Use Postgres instead of JSON

mplewis commented 10 years ago

Hey @tylrtrmbl! This is halfway there.

Things we need to do:

Move redirects to Postgres
Update the redirects controller to grab data from Postgres
Move server connection stuff to config.py
???
Profit!

mplewis commented 10 years ago

Psst. This closes #143.

taylortrimble commented 10 years ago

Big Big Question: now that we are moving to a DB, are we still going to cache on our side? I think if we're the only client of the DB then it's okay, but we would need to be upfront about THIS WEBSITE IS HOSTED FROM ONE APP ONLY OKAY??.

I bet we'd see performance boost (aka stay good), but we should be sure it doesn't make consistency ugly.

mplewis commented 10 years ago

I think caching is good. How do you feel about a cron job to recache every 60 seconds? Or 300, etc.

taylortrimble commented 10 years ago

Like a timer inside the app? Personally, I'd rather hit it every time or guarantee in-memory and in-db consistency

mplewis commented 10 years ago

How about: Since we're using in-app editors for DB data now, just hit an internal recache link whenever data is updated?

taylortrimble commented 10 years ago

Bingo

taylortrimble commented 10 years ago

I honestly still haven't been through this yet. Update to the control panel, etc, coming soon?

taylortrimble commented 10 years ago

Wait, this isn't the control panel PR is it? Just the rest of the data and config stuff (which might need to become config.json, I think we mentioned?)

Cool. I'll maybe test soon if I need break from Fido.

mplewis commented 10 years ago

Correct on all counts!

taylortrimble commented 10 years ago

This code and the dump I have are out of sync to a point that's annoying to fix. Can I get a recent dump?

mplewis commented 10 years ago

Added some commits. Please review and :sushi: or don't.

Tested and works on my machine.

Remind me of the current state of config.py please?

mplewis commented 10 years ago

Current (as of this second) Postgres dump is available at http://z.kesdev.com/code/1C1547083147

taylortrimble commented 10 years ago

I like everything but the stuttery ids! Not a fan of leader_id in the leader table, can just be id.

Do you also have the blank database generator, your plain text hand written db setup SQL, pushed somewhere?

On Mon, Oct 28, 2013 at 10:56 AM, mplewis notifications@github.com wrote:

Current (as of this second) Postgres dump is available at http://z.kesdev.com/code/1C1547083147

Reply to this email directly or view it on GitHub: https://github.com/teslaworksumn/teslaworks.net/pull/150#issuecomment-27224461

mplewis commented 10 years ago

Here's the current create SQL script: http://z.kesdev.com/code/2X070u2E381J I don't have this pushed somewhere yet. Suggestions as to where I should push this?
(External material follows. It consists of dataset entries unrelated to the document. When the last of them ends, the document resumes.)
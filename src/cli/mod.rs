//! CLI module
//!
//! Command-line interface for aggregated queries.
//!
//! # Commands
//!
//! - `page` - Fetch one complete page by title or id
//! - `revision` - Fetch one revision by id
//! - `pages` - Fetch every page produced by a generator
//! - `revisions` - Fetch every revision of a generator's pages
//! - `validate` - Check a configuration file

mod commands;
mod runner;

pub use commands::{Cli, Commands, OutputFormat};
pub use runner::Runner;
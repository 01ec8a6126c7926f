//! Tests for transport module

use super::*;
use crate::error::Error;
use crate::types::{BackoffType, QueryParams};
use serde_json::json;
use std::io::Write;
use std::time::Duration;
use test_case::test_case;
use wiremock::matchers::{method, path, query_param};
use wiremock::{Mock, MockServer, ResponseTemplate};

fn params(pairs: &[(&str, &str)]) -> QueryParams {
    pairs
        .iter()
        .map(|(k, v)| ((*k).to_string(), (*v).to_string()))
        .collect()
}

fn transport_for(server: &MockServer) -> HttpTransport {
    let config = HttpTransportConfig::builder(format!("{}/w/api.php", server.uri()))
        .backoff(
            BackoffType::Constant,
            Duration::from_millis(1),
            Duration::from_millis(5),
        )
        .no_rate_limit()
        .build();
    HttpTransport::new(config).unwrap()
}

// ============================================================================
// HTTP Transport Tests
// ============================================================================

#[tokio::test]
async fn test_http_request_sends_params() {
    let server = MockServer::start().await;
    Mock::given(method("GET"))
        .and(path("/w/api.php"))
        .and(query_param("action", "query"))
        .and(query_param("titles", "Main Page"))
        .respond_with(ResponseTemplate::new(200).set_body_json(json!({
            "batchcomplete": true,
            "query": {"pages": [{"pageid": 1, "title": "Main Page"}]}
        })))
        .mount(&server)
        .await;

    let transport = transport_for(&server);
    let body = transport
        .request(&params(&[("action", "query"), ("titles", "Main Page")]))
        .await
        .unwrap();
    assert_eq!(body["query"]["pages"][0]["pageid"], 1);
}

#[tokio::test]
async fn test_http_retries_server_errors() {
    let server = MockServer::start().await;
    Mock::given(method("GET"))
        .respond_with(ResponseTemplate::new(503))
        .up_to_n_times(1)
        .mount(&server)
        .await;
    Mock::given(method("GET"))
        .respond_with(ResponseTemplate::new(200).set_body_json(json!({"batchcomplete": true})))
        .mount(&server)
        .await;

    let transport = transport_for(&server);
    let body = transport.request(&QueryParams::new()).await.unwrap();
    assert_eq!(body["batchcomplete"], true);
}

#[tokio::test]
async fn test_http_client_error_is_not_retried() {
    let server = MockServer::start().await;
    Mock::given(method("GET"))
        .respond_with(ResponseTemplate::new(404).set_body_string("no such endpoint"))
        .expect(1)
        .mount(&server)
        .await;

    let transport = transport_for(&server);
    let err = transport.request(&QueryParams::new()).await.unwrap_err();
    match err {
        Error::HttpStatus { status, body } => {
            assert_eq!(status, 404);
            assert_eq!(body, "no such endpoint");
        }
        other => panic!("Expected HttpStatus, got {other:?}"),
    }
}

#[tokio::test]
async fn test_http_non_json_body() {
    let server = MockServer::start().await;
    Mock::given(method("GET"))
        .respond_with(ResponseTemplate::new(200).set_body_string("<html>"))
        .mount(&server)
        .await;

    let transport = transport_for(&server);
    let err = transport.request(&QueryParams::new()).await.unwrap_err();
    assert!(matches!(err, Error::MalformedResponse { .. }));
}

#[test]
fn test_http_invalid_url() {
    let err = HttpTransport::new(HttpTransportConfig::builder("not a url").build()).unwrap_err();
    assert!(matches!(err, Error::InvalidUrl(_)));
}

#[test_case(BackoffType::Constant, &[100, 100, 100] ; "constant")]
#[test_case(BackoffType::Linear, &[100, 200, 300] ; "linear")]
#[test_case(BackoffType::Exponential, &[100, 200, 400, 500, 500] ; "exponential capped")]
fn test_retry_delays(backoff: BackoffType, expected_ms: &[u64]) {
    let policy = RetryPolicy {
        max_retries: 5,
        initial: Duration::from_millis(100),
        max: Duration::from_millis(500),
        backoff,
    };
    let delays: Vec<u64> = (0..expected_ms.len() as u32)
        .map(|attempt| policy.delay(attempt).as_millis() as u64)
        .collect();
    assert_eq!(delays, expected_ms);
}

#[test]
fn test_default_transport_is_throttled() {
    let transport =
        HttpTransport::new(HttpTransportConfig::builder("https://example.org/w/api.php").build())
            .unwrap();
    assert!(transport.is_throttled());
    assert_eq!(transport.retry_policy(), &RetryPolicy::default());
}

#[tokio::test]
async fn test_http_maxlag_is_sent_and_retried() {
    let server = MockServer::start().await;
    Mock::given(method("GET"))
        .and(query_param("maxlag", "5"))
        .respond_with(
            ResponseTemplate::new(200)
                .insert_header("Retry-After", "0")
                .set_body_json(json!({
                    "error": {"code": "maxlag", "info": "Waiting for db1: 7 seconds lagged"}
                })),
        )
        .up_to_n_times(1)
        .expect(1)
        .mount(&server)
        .await;
    Mock::given(method("GET"))
        .and(query_param("maxlag", "5"))
        .respond_with(ResponseTemplate::new(200).set_body_json(json!({"batchcomplete": true})))
        .expect(1)
        .mount(&server)
        .await;

    let config = HttpTransportConfig::builder(format!("{}/w/api.php", server.uri()))
        .no_rate_limit()
        .maxlag(5)
        .build();
    let body = HttpTransport::new(config)
        .unwrap()
        .request(&QueryParams::new())
        .await
        .unwrap();
    assert_eq!(body["batchcomplete"], true);
}

#[tokio::test]
async fn test_http_gives_up_after_max_retries() {
    let server = MockServer::start().await;
    Mock::given(method("GET"))
        .respond_with(ResponseTemplate::new(502))
        .expect(3)
        .mount(&server)
        .await;

    let config = HttpTransportConfig::builder(format!("{}/w/api.php", server.uri()))
        .backoff(
            BackoffType::Constant,
            Duration::from_millis(1),
            Duration::from_millis(1),
        )
        .max_retries(2)
        .no_rate_limit()
        .build();
    let err = HttpTransport::new(config)
        .unwrap()
        .request(&QueryParams::new())
        .await
        .unwrap_err();
    assert!(matches!(err, Error::HttpStatus { status: 502, .. }));
}

#[tokio::test]
async fn test_http_other_api_errors_pass_through() {
    let server = MockServer::start().await;
    Mock::given(method("GET"))
        .respond_with(ResponseTemplate::new(200).set_body_json(json!({
            "error": {"code": "badtitle", "info": "Bad title"}
        })))
        .expect(1)
        .mount(&server)
        .await;

    let body = transport_for(&server)
        .request(&QueryParams::new())
        .await
        .unwrap();
    assert_eq!(body["error"]["code"], "badtitle");
}

// ============================================================================
// Throttle Tests
// ============================================================================

#[tokio::test]
async fn test_throttle_allows_burst() {
    let throttle = Throttle::new(&RateLimit::new(1, 5));
    for _ in 0..5 {
        assert!(throttle.try_take());
    }
    assert!(!throttle.try_take());
}

#[tokio::test]
async fn test_throttle_zero_is_clamped() {
    let throttle = Throttle::new(&RateLimit::new(0, 0));
    throttle.wait().await;
}

#[test]
fn test_rate_limit_burst_defaults_to_one() {
    let limit: RateLimit = serde_json::from_value(json!({"per_second": 3})).unwrap();
    assert_eq!(limit, RateLimit::new(3, 1));
}

// ============================================================================
// Replay Transport Tests
// ============================================================================

#[tokio::test]
async fn test_replay_serves_in_order_then_exhausts() {
    let transport = ReplayTransport::new(vec![json!({"n": 1}), json!({"n": 2})]);
    assert_eq!(transport.remaining().await, 2);

    let first = transport.request(&QueryParams::new()).await.unwrap();
    let second = transport.request(&QueryParams::new()).await.unwrap();
    assert_eq!(first["n"], 1);
    assert_eq!(second["n"], 2);

    let err = transport.request(&QueryParams::new()).await.unwrap_err();
    assert!(matches!(err, Error::ProtocolExhaustion { .. }));
}

#[tokio::test]
async fn test_replay_from_jsonl_file() {
    let mut file = tempfile::NamedTempFile::new().unwrap();
    writeln!(file, r#"{{"continue": {{"continue": "-||"}}}}"#).unwrap();
    writeln!(file).unwrap();
    writeln!(file, r#"{{"batchcomplete": true}}"#).unwrap();

    let transport = ReplayTransport::from_file(file.path()).unwrap();
    assert_eq!(transport.remaining().await, 2);
}

#[tokio::test]
async fn test_replay_from_array_and_errors() {
    let transport = ReplayTransport::from_str_content(r#"[{"a": 1}, {"b": 2}]"#).unwrap();
    assert_eq!(transport.remaining().await, 2);

    let err = ReplayTransport::from_str_content("{\"a\": 1}\nnot json\n").unwrap_err();
    assert!(err.to_string().contains("line 2"));

    let err = ReplayTransport::from_file("/nonexistent/recording.jsonl").unwrap_err();
    assert!(matches!(err, Error::FileNotFound { .. }));
}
Re: stutter IDs: This is actually a good thing for semantics IMO. Check out twnet-create.sql above.

CREATE TABLE project_needs (
    project_need_id serial,
    project_id integer
        NOT NULL
        REFERENCES projects
        ON DELETE CASCADE,
    need_text text,
    display_order integer,
    PRIMARY KEY (project_need_id)
);

See the REFERENCES projects line? Since the project_needs column name project_id matches the projects column name project_id, we can shorten the command from the following:

        REFERENCES projects (project_id)

(or, if we were using just id)

        REFERENCES projects (id)

to:

        REFERENCES projects

I also like it because there's only one project_id in the database, not a couple project_ids and some ids that go with them. So the name is DB consistent.
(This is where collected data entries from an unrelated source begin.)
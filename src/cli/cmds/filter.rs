use anyhow::Context;

use crate::base;
use crate::cli;

/// Set, clear or show the filters applied to gift records
///
/// Without options, shows the current filters. A record is shown only if it
/// satisfies every filter.
#[derive(clap::Parser)]
pub struct Filter {
    /// Text to look for in names and memos, ignoring case
    ///
    /// An empty query matches every record.
    #[arg(short, long)]
    query: Option<String>,

    /// Relation to keep, or 'none' to keep every relation
    #[arg(short, long)]
    relation: Option<String>,

    /// Payment method to keep, or 'none' to keep every method
    #[arg(short = 'p', long, value_name = "METHOD")]
    method: Option<String>,

    /// Remove all filters
    #[arg(long, conflicts_with_all = ["query", "relation", "method"])]
    clear: bool,
}

impl Filter {
    pub fn run(self, mut view: base::ViewState, fs: &base::Fs) -> anyhow::Result<cli::Output> {
        let mut filter = if self.clear {
            base::Filter::default()
        } else {
            view.filter.clone()
        };
        if let Some(query) = self.query {
            filter.query = query.trim().to_string();
        }
        if let Some(s) = self.relation {
            filter.relation = cli::util::parse_clearable("relation", &s)?;
        }
        if let Some(s) = self.method {
            filter.method = cli::util::parse_clearable("method", &s)?;
        }

        if filter != view.filter {
            view.filter = filter;
            fs.write(&view).with_context(|| {
                format!(
                    "failed to write '{}'",
                    fs.path::<base::ViewState>().display()
                )
            })?;
        }
        Ok(cli::Output::Str(format!("Filter: {}", view.filter)))
    }
}
use crate::base;

pub struct Config {
    pub charset: base::Charset,
    pub records: Vec<base::GiftRecord>,
    /// Lines wider than this many terminal columns are clipped before
    /// postprocessing.
    pub max_width: Option<usize>,
    /// Additional transformations to apply to a record's line. If not `None`,
    /// this is called once for each record in `records`.
    #[allow(clippy::type_complexity)]
    pub line_postprocessor: Option<
        Box<
            dyn Fn(
                &Self,
                &base::GiftRecord,
                // Record's line, in the format
                //  {id} -- {amount} {name} x{companions} [{tags}]: {memo}
                // where the tags and memo parts are omitted when empty.
                String,
            ) -> String,
        >,
    >,
}

impl Eq for Config {}
impl PartialEq for Config {
    fn eq(&self, other: &Self) -> bool {
        self.charset == other.charset
            && self.records == other.records
            && self.max_width == other.max_width
            // Functions cannot be compared, only their presence.
            && self.line_postprocessor.is_some() == other.line_postprocessor.is_some()
    }
}

impl std::fmt::Debug for Config {
    fn fmt(&self, f: &mut std::fmt::Formatter<'_>) -> std::fmt::Result {
        f.debug_struct("Config")
            .field("charset", &self.charset)
            .field("records", &self.records)
            .field("max_width", &self.max_width)
            .field(
                "line_postprocessor",
                &self.line_postprocessor.as_ref().map(|b| b as *const _),
            )
            .finish()
    }
}

impl Config {
    fn alignment_charlen(&self) -> usize {
        self.records
            .iter()
            .map(|r| {
                base::util::count_digits(r.id())
                    + base::util::BOUNDING_SPACES_COUNT
                    + base::util::MIN_DASHES_COUNT
                    + r.amount().charlen()
            })
            .max()
            .unwrap_or_default()
    }

    fn line(&self, r: &base::GiftRecord, alignment_charlen: usize) -> String {
        let dash_count = alignment_charlen
            - base::util::count_digits(r.id())
            - base::util::BOUNDING_SPACES_COUNT
            - r.amount().charlen();
        let mut s = r.id().to_string();
        s.push(' ');
        for _ in 0..dash_count {
            s.push(self.charset.dash);
        }
        s.push(' ');
        s.push_str(&r.amount().to_string());
        s.push(' ');
        s.push_str(r.name());
        s.push_str(&format!(" x{}", r.companions()));

        let tags = [
            r.relation().map(|x| x.to_string()),
            r.method().map(|x| x.to_string()),
            r.side().map(|x| x.to_string()),
        ]
        .into_iter()
        .flatten()
        .collect::<Vec<_>>();
        if !tags.is_empty() {
            s.push_str(&format!(" [{}]", tags.join(", ")));
        }
        if !r.memo().is_empty() {
            s.push_str(": ");
            s.push_str(r.memo());
        }

        if let Some(width) = self.max_width {
            s = base::util::clip(&s, width, self.charset.ellipsis);
        }
        match self.line_postprocessor {
            Some(ref lpp) => lpp(self, r, s),
            None => s,
        }
    }
}

impl std::fmt::Display for Config {
    /// Writes a terminating newline.
    fn fmt(&self, f: &mut std::fmt::Formatter<'_>) -> std::fmt::Result {
        let alignment_charlen = self.alignment_charlen();
        for r in self.records.iter() {
            writeln!(f, "{}", self.line(r, alignment_charlen))?;
        }
        Ok(())
    }
}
Further reading: [http://www.postgresql.org/docs/8.2/static/ddl-constraints.html#DDL-CONSTRAINTS-FK](Postgres docs)

taylortrimble commented 10 years ago

Here's the current create SQL script: http://z.kesdev.com/code/2X070u2E381J I don't have this pushed somewhere yet. Suggestions as to where I should push this?

Let's make it part of the repo!

Re: stutter IDs: This is actually a good thing for semantics IMO.
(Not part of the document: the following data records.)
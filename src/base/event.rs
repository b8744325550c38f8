use crate::base;

pub type EventId = u64;

#[derive(Debug, Clone, PartialEq, Eq, serde::Serialize, serde::Deserialize)]
#[serde(rename_all = "camelCase")]
pub struct Event {
    id: EventId,
    kind: base::EventKind,
    date: base::Date,
    location: String,
    host: String,
    created_at: base::Timestamp,
}

/// Validated fields of an event which has not been stored yet.
#[derive(Debug, Clone, PartialEq, Eq)]
pub struct EventDraft {
    pub kind: base::EventKind,
    pub date: base::Date,
    pub location: String,
    pub host: String,
}

impl Event {
    pub fn new(id: EventId, draft: EventDraft, created_at: base::Timestamp) -> Self {
        Self {
            id,
            kind: draft.kind,
            date: draft.date,
            location: draft.location,
            host: draft.host,
            created_at,
        }
    }

    pub fn id(&self) -> EventId {
        self.id
    }

    pub fn kind(&self) -> base::EventKind {
        self.kind
    }

    pub fn date(&self) -> base::Date {
        self.date
    }

    pub fn location(&self) -> &str {
        &self.location
    }

    pub fn host(&self) -> &str {
        &self.host
    }

    pub fn created_at(&self) -> base::Timestamp {
        self.created_at
    }
}

impl base::jsonl::Keyed for Event {
    fn key(&self) -> u64 {
        self.id
    }
}

impl std::fmt::Display for Event {
    fn fmt(&self, f: &mut std::fmt::Formatter<'_>) -> std::fmt::Result {
        let s = serde_json::to_string(self).map_err(|_| std::fmt::Error)?;
        f.write_str(&s)
    }
}

impl std::str::FromStr for Event {
    type Err = serde_json::Error;

    fn from_str(s: &str) -> Result<Self, Self::Err> {
        serde_json::from_str(s)
    }
}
Yeah, I'm on board with this now too.

I'll more thoroughly review now!

mplewis commented 10 years ago

Let's make it part of the repo!

Done.

taylortrimble commented 10 years ago

I'm getting missing images for Ultralight, ODI. I'm guessing this is because we haven't merged in master and you got the data from the deployed site, right?

taylortrimble commented 10 years ago

We've still got some JSON lurking around: can we move the redirects to the db too?

taylortrimble commented 10 years ago

A few ideas I want to know if you're open to:

Object Key Name <==> Table Column Name

PROJECTS_KEY_ORDER = ['id', 'name', 'slug', 'description', 'photo_url', 'past_project']
GET_PROJECTS_QUERY = 'SELECT project_id, name, slug, description, photo_url, past_project FROM projects ORDER BY display_order;'

Becomes

PROJECTS_KEY_ORDER = ['project_id', 'name', 'slug', 'description', 'photo_url', 'past_project']
GET_PROJECTS_QUERY = 'SELECT %s FROM projects ORDER BY display_order;' % ', '.join(PROJECTS_KEY_ORDER)

I think it makes things a little DRYer, easy to add columns.

Generalizing object mapping from SQL rows

This happens twice:

for attr_num in xrange(len(project_raw)):
                    key_name = PROJECTS_KEY_ORDER[attr_num]
                    project_data[key_name] = project_raw[attr_num]

And this is a little hard to understand at first (but cool):

needs = [text_holder[0] for text_holder in cur.fetchall()]

We could have something like object = make_object(obj_raw, key_order) instead that generalizes to all those cases.

Same as above, and works for collections

object = make_object_collection(objs_raw, key_order)

We could actually do this for projects, leaders, needs, AND photos. Do it for projects first, then add leaders and needs and photos to it after it's been make_object_collectioned first.

projects_data = make_object_collection(projects, key_order)
for project in projects_data:
    id = project['project_id']
    leaders_raw = # get the leaders by project id
    needs_raw = # get the leaders by project id
    photos_raw = # get the leaders by project id
    project['leaders'] = make_object_collection(photos_raw, PHOTOS_KEY_ORDER)
    project['needs'] = make_object_collection(photos_raw, PHOTOS_KEY_ORDER)
    project['photos'] = make_object_collection(photos_raw, PHOTOS_KEY_ORDER)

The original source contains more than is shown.